- _Work item_
Copy out all of the records. Keep every word exact.

━━━━━━━━━━━━━━━━━━━━

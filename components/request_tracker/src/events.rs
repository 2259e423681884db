//! Typed inspector events
//!
//! Raw `(method, params)` pairs are decoded once, at the edge, into [`NetworkEvent`]. Handlers
//! downstream never check for field existence.

use cdp_types::domains::network::{
    LoadingFailed, LoadingFinished, RequestServedFromCache, RequestWillBeSent,
    RequestWillBeSentExtraInfo, ResponseReceived, ResponseReceivedExtraInfo,
};
use cdp_types::domains::page::{FrameNavigated, PageLifecycleEvent};
use cdp_types::{CdpEvent, PayloadError, RequestId};
use serde::de::DeserializeOwned;
use serde_json::{Map, Value};
use std::fmt;

/// The event types the reducer understands
#[derive(Debug, Clone, Copy, PartialEq, Eq, Hash)]
pub enum EventKind {
    RequestInitiated,
    ResponseReceived,
    LoadingFinished,
    LoadingFailed,
    RequestExtraInfo,
    ResponseExtraInfo,
    ServedFromCache,
    FrameNavigated,
    DomContentLoaded,
    LoadFired,
}

impl EventKind {
    /// Resolve a protocol method name or its short alias
    pub fn from_method(method: &str) -> Option<Self> {
        let kind = match method {
            "Network.requestWillBeSent" | "RequestInitiated" => EventKind::RequestInitiated,
            "Network.responseReceived" | "ResponseReceived" => EventKind::ResponseReceived,
            "Network.loadingFinished" | "LoadingFinished" => EventKind::LoadingFinished,
            "Network.loadingFailed" | "LoadingFailed" => EventKind::LoadingFailed,
            "Network.requestWillBeSentExtraInfo" | "RequestExtraInfo" => {
                EventKind::RequestExtraInfo
            }
            "Network.responseReceivedExtraInfo" | "ResponseExtraInfo" => {
                EventKind::ResponseExtraInfo
            }
            "Network.requestServedFromCache" | "ServedFromCache" => EventKind::ServedFromCache,
            "Page.frameNavigated" | "FrameNavigated" => EventKind::FrameNavigated,
            "Page.domContentEventFired" | "DOMContentLoaded" => EventKind::DomContentLoaded,
            "Page.loadEventFired" | "LoadFired" => EventKind::LoadFired,
            _ => return None,
        };
        Some(kind)
    }

    /// Short name used in logs and diagnostics
    pub fn as_str(&self) -> &'static str {
        match self {
            EventKind::RequestInitiated => "RequestInitiated",
            EventKind::ResponseReceived => "ResponseReceived",
            EventKind::LoadingFinished => "LoadingFinished",
            EventKind::LoadingFailed => "LoadingFailed",
            EventKind::RequestExtraInfo => "RequestExtraInfo",
            EventKind::ResponseExtraInfo => "ResponseExtraInfo",
            EventKind::ServedFromCache => "ServedFromCache",
            EventKind::FrameNavigated => "FrameNavigated",
            EventKind::DomContentLoaded => "DOMContentLoaded",
            EventKind::LoadFired => "LoadFired",
        }
    }
}

impl fmt::Display for EventKind {
    fn fmt(&self, f: &mut fmt::Formatter<'_>) -> fmt::Result {
        f.write_str(self.as_str())
    }
}

/// A decoded event, carrying only the fields relevant to its type
#[derive(Debug, Clone, PartialEq)]
pub enum NetworkEvent {
    RequestInitiated(RequestWillBeSent),
    ResponseReceived(ResponseReceived),
    LoadingFinished(LoadingFinished),
    LoadingFailed(LoadingFailed),
    RequestExtraInfo(RequestWillBeSentExtraInfo),
    ResponseExtraInfo(ResponseReceivedExtraInfo),
    ServedFromCache(RequestServedFromCache),
    FrameNavigated(FrameNavigated),
    DomContentLoaded(PageLifecycleEvent),
    LoadFired(PageLifecycleEvent),
}

impl NetworkEvent {
    /// Decode a protocol event
    ///
    /// Returns `Ok(None)` for methods the reducer does not handle.
    pub fn from_cdp(event: CdpEvent) -> Result<Option<Self>, PayloadError> {
        Self::parse(&event.method, event.params)
    }

    /// Decode a raw `(method, params)` pair
    pub fn parse(method: &str, params: Value) -> Result<Option<Self>, PayloadError> {
        let Some(kind) = EventKind::from_method(method) else {
            return Ok(None);
        };
        let params = if params.is_null() {
            Value::Object(Map::new())
        } else {
            params
        };

        let event = match kind {
            EventKind::RequestInitiated => Self::RequestInitiated(decode(method, params)?),
            EventKind::ResponseReceived => Self::ResponseReceived(decode(method, params)?),
            EventKind::LoadingFinished => Self::LoadingFinished(decode(method, params)?),
            EventKind::LoadingFailed => Self::LoadingFailed(decode(method, params)?),
            EventKind::RequestExtraInfo => Self::RequestExtraInfo(decode(method, params)?),
            EventKind::ResponseExtraInfo => Self::ResponseExtraInfo(decode(method, params)?),
            EventKind::ServedFromCache => Self::ServedFromCache(decode(method, params)?),
            EventKind::FrameNavigated => Self::FrameNavigated(decode(method, params)?),
            EventKind::DomContentLoaded => Self::DomContentLoaded(decode(method, params)?),
            EventKind::LoadFired => Self::LoadFired(decode(method, params)?),
        };

        if event.request_id().is_some_and(RequestId::is_empty) {
            return Err(PayloadError::EmptyField {
                method: method.to_string(),
                field: "requestId",
            });
        }
        Ok(Some(event))
    }

    /// The event type
    pub fn kind(&self) -> EventKind {
        match self {
            NetworkEvent::RequestInitiated(_) => EventKind::RequestInitiated,
            NetworkEvent::ResponseReceived(_) => EventKind::ResponseReceived,
            NetworkEvent::LoadingFinished(_) => EventKind::LoadingFinished,
            NetworkEvent::LoadingFailed(_) => EventKind::LoadingFailed,
            NetworkEvent::RequestExtraInfo(_) => EventKind::RequestExtraInfo,
            NetworkEvent::ResponseExtraInfo(_) => EventKind::ResponseExtraInfo,
            NetworkEvent::ServedFromCache(_) => EventKind::ServedFromCache,
            NetworkEvent::FrameNavigated(_) => EventKind::FrameNavigated,
            NetworkEvent::DomContentLoaded(_) => EventKind::DomContentLoaded,
            NetworkEvent::LoadFired(_) => EventKind::LoadFired,
        }
    }

    /// Correlation id for request-scoped events
    pub fn request_id(&self) -> Option<&RequestId> {
        match self {
            NetworkEvent::RequestInitiated(e) => Some(&e.request_id),
            NetworkEvent::ResponseReceived(e) => Some(&e.request_id),
            NetworkEvent::LoadingFinished(e) => Some(&e.request_id),
            NetworkEvent::LoadingFailed(e) => Some(&e.request_id),
            NetworkEvent::RequestExtraInfo(e) => Some(&e.request_id),
            NetworkEvent::ResponseExtraInfo(e) => Some(&e.request_id),
            NetworkEvent::ServedFromCache(e) => Some(&e.request_id),
            NetworkEvent::FrameNavigated(_)
            | NetworkEvent::DomContentLoaded(_)
            | NetworkEvent::LoadFired(_) => None,
        }
    }
}

fn decode<T: DeserializeOwned>(method: &str, params: Value) -> Result<T, PayloadError> {
    serde_json::from_value(params).map_err(|source| PayloadError::Decode {
        method: method.to_string(),
        source,
    })
}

━━━━━━━━━━━━━━━━━━━━

- _Your solution_
filename components/request_tracker/src/events.rs
repository 2259e423681884db
//! Typed inspector events
//!
//! Raw `(method, params)` pairs are decoded once, at the edge, into [`NetworkEvent`]. Handlers
//! downstream never check for field existence.

use cdp_types::domains::network::{
    LoadingFailed, LoadingFinished, RequestServedFromCache, RequestWillBeSent,
    RequestWillBeSentExtraInfo, ResponseReceived, ResponseReceivedExtraInfo,
};
use cdp_types::domains::page::{FrameNavigated, PageLifecycleEvent};
use cdp_types::{CdpEvent, PayloadError, RequestId};
use serde::de::DeserializeOwned;
use serde_json::{Map, Value};
use std::fmt;

/// The event types the reducer understands
#[derive(Debug, Clone, Copy, PartialEq, Eq, Hash)]
pub enum EventKind {
    RequestInitiated,
    ResponseReceived,
    LoadingFinished,
    LoadingFailed,
    RequestExtraInfo,
    ResponseExtraInfo,
    ServedFromCache,
    FrameNavigated,
    DomContentLoaded,
    LoadFired,
}

impl EventKind {
    /// Resolve a protocol method name or its short alias
    pub fn from_method(method: &str) -> Option<Self> {
        let kind = match method {
            "Network.requestWillBeSent" | "RequestInitiated" => EventKind::RequestInitiated,
            "Network.responseReceived" | "ResponseReceived" => EventKind::ResponseReceived,
            "Network.loadingFinished" | "LoadingFinished" => EventKind::LoadingFinished,
            "Network.loadingFailed" | "LoadingFailed" => EventKind::LoadingFailed,
            "Network.requestWillBeSentExtraInfo" | "RequestExtraInfo" => {
                EventKind::RequestExtraInfo
            }
            "Network.responseReceivedExtraInfo" | "ResponseExtraInfo" => {
                EventKind::ResponseExtraInfo
            }
            "Network.requestServedFromCache" | "ServedFromCache" => EventKind::ServedFromCache,
            "Page.frameNavigated" | "FrameNavigated" => EventKind::FrameNavigated,
            "Page.domContentEventFired" | "DOMContentLoaded" => EventKind::DomContentLoaded,
            "Page.loadEventFired" | "LoadFired" => EventKind::LoadFired,
            _ => return None,
        };
        Some(kind)
    }

    /// Short name used in logs and diagnostics
    pub fn as_str(&self) -> &'static str {
        match self {
            EventKind::RequestInitiated => "RequestInitiated",
            EventKind::ResponseReceived => "ResponseReceived",
            EventKind::LoadingFinished => "LoadingFinished",
            EventKind::LoadingFailed => "LoadingFailed",
            EventKind::RequestExtraInfo => "RequestExtraInfo",
            EventKind::ResponseExtraInfo => "ResponseExtraInfo",
            EventKind::ServedFromCache => "ServedFromCache",
            EventKind::FrameNavigated => "FrameNavigated",
            EventKind::DomContentLoaded => "DOMContentLoaded",
            EventKind::LoadFired => "LoadFired",
        }
    }
}

impl fmt::Display for EventKind {
    fn fmt(&self, f: &mut fmt::Formatter<'_>) -> fmt::Result {
        f.write_str(self.as_str())
    }
}

/// A decoded event, carrying only the fields relevant to its type
#[derive(Debug, Clone, PartialEq)]
pub enum NetworkEvent {
    RequestInitiated(RequestWillBeSent),
    ResponseReceived(ResponseReceived),
    LoadingFinished(LoadingFinished),
    LoadingFailed(LoadingFailed),
    RequestExtraInfo(RequestWillBeSentExtraInfo),
    ResponseExtraInfo(ResponseReceivedExtraInfo),
    ServedFromCache(RequestServedFromCache),
    FrameNavigated(FrameNavigated),
    DomContentLoaded(PageLifecycleEvent),
    LoadFired(PageLifecycleEvent),
}

impl NetworkEvent {
    /// Decode a protocol event
    ///
    /// Returns `Ok(None)` for methods the reducer does not handle.
    pub fn from_cdp(event: CdpEvent) -> Result<Option<Self>, PayloadError> {
        Self::parse(&event.method, event.params)
    }

    /// Decode a raw `(method, params)` pair
    pub fn parse(method: &str, params: Value) -> Result<Option<Self>, PayloadError> {
        let Some(kind) = EventKind::from_method(method) else {
            return Ok(None);
        };
        let params = if params.is_null() {
            Value::Object(Map::new())
        } else {
            params
        };

        let event = match kind {
            EventKind::RequestInitiated => Self::RequestInitiated(decode(method, params)?),
            EventKind::ResponseReceived => Self::ResponseReceived(decode(method, params)?),
            EventKind::LoadingFinished => Self::LoadingFinished(decode(method, params)?),
            EventKind::LoadingFailed => Self::LoadingFailed(decode(method, params)?),
            EventKind::RequestExtraInfo => Self::RequestExtraInfo(decode(method, params)?),
            EventKind::ResponseExtraInfo => Self::ResponseExtraInfo(decode(method, params)?),
            EventKind::ServedFromCache => Self::ServedFromCache(decode(method, params)?),
            EventKind::FrameNavigated => Self::FrameNavigated(decode(method, params)?),
            EventKind::DomContentLoaded => Self::DomContentLoaded(decode(method, params)?),
            EventKind::LoadFired => Self::LoadFired(decode(method, params)?),
        };

        if event.request_id().is_some_and(RequestId::is_empty) {
            return Err(PayloadError::EmptyField {
                method: method.to_string(),
                field: "requestId",
            });
        }
        Ok(Some(event))
    }

    /// The event type
    pub fn kind(&self) -> EventKind {
        match self {
            NetworkEvent::RequestInitiated(_) => EventKind::RequestInitiated,
            NetworkEvent::ResponseReceived(_) => EventKind::ResponseReceived,
            NetworkEvent::LoadingFinished(_) => EventKind::LoadingFinished,
            NetworkEvent::LoadingFailed(_) => EventKind::LoadingFailed,
            NetworkEvent::RequestExtraInfo(_) => EventKind::RequestExtraInfo,
            NetworkEvent::ResponseExtraInfo(_) => EventKind::ResponseExtraInfo,
            NetworkEvent::ServedFromCache(_) => EventKind::ServedFromCache,
            NetworkEvent::FrameNavigated(_) => EventKind::FrameNavigated,
            NetworkEvent::DomContentLoaded(_) => EventKind::DomContentLoaded,
            NetworkEvent::LoadFired(_) => EventKind::LoadFired,
        }
    }

    /// Correlation id for request-scoped events
    pub fn request_id(&self) -> Option<&RequestId> {
        match self {
            NetworkEvent::RequestInitiated(e) => Some(&e.request_id),
            NetworkEvent::ResponseReceived(e) => Some(&e.request_id),
            NetworkEvent::LoadingFinished(e) => Some(&e.request_id),
            NetworkEvent::LoadingFailed(e) => Some(&e.request_id),
            NetworkEvent::RequestExtraInfo(e) => Some(&e.request_id),
            NetworkEvent::ResponseExtraInfo(e) => Some(&e.request_id),
            NetworkEvent::ServedFromCache(e) => Some(&e.request_id),
            NetworkEvent::FrameNavigated(_)
            | NetworkEvent::DomContentLoaded(_)
            | NetworkEvent::LoadFired(_) => None,
        }
    }
}

fn decode<T: DeserializeOwned>(method: &str, params: Value) -> Result<T, PayloadError> {
    serde_json::from_value(params).map_err(|source| PayloadError::Decode {
        method: method.to_string(),
        source,
    })
}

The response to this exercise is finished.